Avoir ce soir à 23h45,: Genet à Chatila, sur TSR 2.

Richard Dindo, considéré comme le plus grand documentariste du cinéma suisse, n’a pas encore droit à la reconnaissance qu’il mérite. Obstiné et malcommode, il travaille à son œuvre en suivant son goût plus que l’attente du public ou du milieu. Naguère en phase avec le cinéma soixante-huitard, il fut classé contestataire avec L’Exécution du traître à la patrie Ernst S. réalisé d’après un reportage du journaliste gauchiste Niklaus Meienberg, et aujourd’hui encore ce sont ses films « engagés » sur Che Guevara, les combattants suisses dans la Guerre d’Espagne ou les étudiants massacrés au Mexique qui font référence. Ce qu’il récuse : « En fait, ce n’est pas tant Ernst S., cet imbécile, qui m’intéressait, mais sa famille. Et tous mes films débordent la sphère politique. Cela étant, je suis un rebelle de 68 et le resterai toujours. Max Frisch a été mon père de substitution, la Cinémathèque de Paris fut mon école et je dois mon premier choc de cinéphile à Godard, mais les femmes comptent pour l’essentiel dans mon éducation et dans mon histoire personnelle».

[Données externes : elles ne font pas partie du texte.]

use super::RequestsLoggingLevel;

#[derive(Clone, Debug)]
pub struct ServerConfig {
    pub requests_logging_level: RequestsLoggingLevel,
    pub port: u16,
    pub metrics_port: u16,
    /// When set, files from this directory are served for every path no API
    /// route claims.
    pub frontend_dir_path: Option<String>,
}

impl Default for ServerConfig {
    fn default() -> Self {
        ServerConfig {
            requests_logging_level: RequestsLoggingLevel::Path,
            port: 3001,
            metrics_port: 9091,
            frontend_dir_path: None,
        }
    }
}
//! `web-sys` implementation of the
//! document adapter.
//!
//! Every fallible JS call collapses
//! into the adapter's contract:
//! lookups return `None`, mutations
//! on odd nodes do nothing.

use amlich_ui_core::dom::{
  Dom,
  Rect,
  Size
};
use wasm_bindgen::JsCast;
use web_sys::{
  Document,
  Element,
  HtmlElement,
  Storage,
  Window
};

#[derive(Clone)]
pub struct WebDom {
  window:   Window,
  document: Document
}

impl WebDom {
  pub fn new() -> Option<Self> {
    let window = web_sys::window()?;
    let document =
      window.document()?;
    Some(Self { window, document })
  }

  pub fn window(&self) -> &Window {
    &self.window
  }

  pub fn document(
    &self
  ) -> &Document {
    &self.document
  }

  fn storage(
    &self
  ) -> Option<Storage> {
    self
      .window
      .local_storage()
      .ok()
      .flatten()
  }
}

impl Dom for WebDom {
  type Node = Element;

  fn root(&self) -> Element {
    self
      .document
      .document_element()
      .expect(
        "document has no root \
         element"
      )
  }

  fn body(&self) -> Element {
    Element::from(
      self.document.body().expect(
        "document has no body"
      )
    )
  }

  fn element_by_id(
    &self,
    id: &str
  ) -> Option<Element> {
    self
      .document
      .get_element_by_id(id)
  }

  fn query_all(
    &self,
    selector: &str
  ) -> Vec<Element> {
    let Ok(list) = self
      .document
      .query_selector_all(selector)
    else {
      return Vec::new();
    };
    (0..list.length())
      .filter_map(|index| {
        list.item(index)
      })
      .filter_map(|node| {
        node
          .dyn_into::<Element>()
          .ok()
      })
      .collect()
  }

  fn create_element(
    &self,
    tag: &str
  ) -> Element {
    self
      .document
      .create_element(tag)
      .expect(
        "failed creating element"
      )
  }

  fn append_child(
    &self,
    parent: &Element,
    child: &Element
  ) {
    let _ =
      parent.append_child(child);
  }

  fn remove(&self, node: &Element) {
    node.remove();
  }

  fn add_class(
    &self,
    node: &Element,
    class: &str
  ) {
    let _ = node
      .class_list()
      .add_1(class);
  }

  fn remove_class(
    &self,
    node: &Element,
    class: &str
  ) {
    let _ = node
      .class_list()
      .remove_1(class);
  }

  fn has_class(
    &self,
    node: &Element,
    class: &str
  ) -> bool {
    node
      .class_list()
      .contains(class)
  }

  fn set_id(
    &self,
    node: &Element,
    id: &str
  ) {
    node.set_id(id);
  }

  fn set_class_name(
    &self,
    node: &Element,
    value: &str
  ) {
    node.set_class_name(value);
  }

  fn set_text(
    &self,
    node: &Element,
    text: &str
  ) {
    node
      .set_text_content(Some(text));
  }

  fn set_markup(
    &self,
    node: &Element,
    markup: &str
  ) {
    node.set_inner_html(markup);
  }

  fn has_content(
    &self,
    node: &Element
  ) -> bool {
    !node
      .inner_html()
      .trim()
      .is_empty()
  }

  fn clear_content(
    &self,
    node: &Element
  ) {
    node.set_inner_html("");
  }

  fn attribute(
    &self,
    node: &Element,
    name: &str
  ) -> Option<String> {
    node.get_attribute(name)
  }

  fn set_attribute(
    &self,
    node: &Element,
    name: &str,
    value: &str
  ) {
    let _ =
      node.set_attribute(name, value);
  }

  fn set_style(
    &self,
    node: &Element,
    property: &str,
    value: &str
  ) {
    if let Some(element) =
      node.dyn_ref::<HtmlElement>()
    {
      let _ = element
        .style()
        .set_property(
          property, value
        );
    }
  }

  fn bounding_rect(
    &self,
    node: &Element
  ) -> Rect {
    let rect = node
      .get_bounding_client_rect();
    Rect::new(
      rect.left(),
      rect.top(),
      rect.width(),
      rect.height()
    )
  }

  fn measured_size(
    &self,
    node: &Element
  ) -> Size {
    node
      .dyn_ref::<HtmlElement>()
      .map(|element| {
        Size::new(
          f64::from(
            element.offset_width()
          ),
          f64::from(
            element.offset_height()
          )
        )
      })
      .unwrap_or(Size::new(0.0, 0.0))
  }

  fn click(&self, node: &Element) {
    if let Some(element) =
      node.dyn_ref::<HtmlElement>()
    {
      element.click();
    }
  }

  fn focus(&self, node: &Element) {
    if let Some(element) =
      node.dyn_ref::<HtmlElement>()
    {
      let _ = element.focus();
    }
  }

  fn current_path(&self) -> String {
    self
      .window
      .location()
      .pathname()
      .unwrap_or_else(|_| {
        "/".to_string()
      })
  }

  fn preference(
    &self,
    key: &str
  ) -> Option<String> {
    self.storage().and_then(
      |storage| {
        storage
          .get_item(key)
          .ok()
          .flatten()
      }
    )
  }

  fn set_preference(
    &self,
    key: &str,
    value: &str
  ) {
    if let Some(storage) =
      self.storage()
    {
      let _ = storage
        .set_item(key, value);
    }
  }

  fn prefers_dark(&self) -> bool {
    self
      .window
      .match_media(
        "(prefers-color-scheme: \
         dark)"
      )
      .ok()
      .flatten()
      .is_some_and(|media| {
        media.matches()
      })
  }
}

Celle-ci remplit les plus de 9000 pages de son journal, qu’il appelle Le Livre des coïncidences, entièrement rédigé en français. C’est là qu’il se raconte tous les jours. Sa franchise absolue, notamment en matière de vie érotique, lui valut un divorce après que sa deuxième femme se fut indiscrètement risquée à sa lecture. « J’écris mon journal pour que le temps puisse continuer à couler », conclut le redoutable diariste…
Au demeurant, ce regard sur lui-même n’a rien de sentimental ni de romantique. Sa première expérience du monde et des relations humaines, peu marquée par les effusions, l’a blindé et fortifié en matière de liberté. «Dès mon adolescence, j’ai fait ce que j’ai voulu. Ouvrier dans la construction, mon père était le plus souvent absent de la maison. Au total, je ne dois pas avoir échangé plus de trente réparties avec lui. Jamais il ne m’a dit ce que je devais faire. Jamais je n’ai eu le sentiment d’aucun respect entre mes parents et envers nous autres, leurs cinq enfants. Ensuite, quand j’ai eu douze ans, c’est ma mère qui s’en est allée. Mais je ne m’en plains pas : cela m’a forcé à me débrouiller. En fait, je n’ai pas vraiment été éduqué à ce moment-là: je suis resté une espèce de sauvage».
Le sauvage en question n’aime pas la vie de groupe. Si la vie de famille lui a paru supportable entre six et douze ans, les réunions de plus de deux ou trois personnes lui sont toujours pénibles, alors qu’il ne s’ennuie jamais quand il est seul. À l’école, en outre, il s’est toujours senti l’étranger du groupe. Originaire de Vérone par son père, qui refusait cependant de parler italien en famille, il n’en avait pas moins un passeport italien et certain problème d’identité. Pas un hasard si ses premiers amis, et sa première amoureuse, étaient des juifs. Pas un hasard non plus si les destinées qui l’attirent sont souvent marquées par une blessure surmontée par la révolte ou la création artistique. C’est ce qui l’a attiré vers Paul Grüninger, le fameux sauveteur de Juifs, ou vers Charlotte, qui a documenté l’Occupation dan une saisissante « chronique » à l’aquarelle avant d’être déportée par les nazis. Pas un hasard, chez ce lecteur très impliqué dans le langage des autres, qu’il dégage Rimbaud de sa légende enjolivée, et Kafka de la sienne, pour aller vers le vrai. Pas un hasard enfin si dans ses deux derniers films, Marsdreamers et Gauguin, Dindo l’utopiste nous ramène, sous la lumière froide et lointaine de la planète rouge, à la beauté menacée de la Terre ou à celle que Gauguin cherchait en transfigurant les paysages et les visages de Tahiti et des îles Marquises.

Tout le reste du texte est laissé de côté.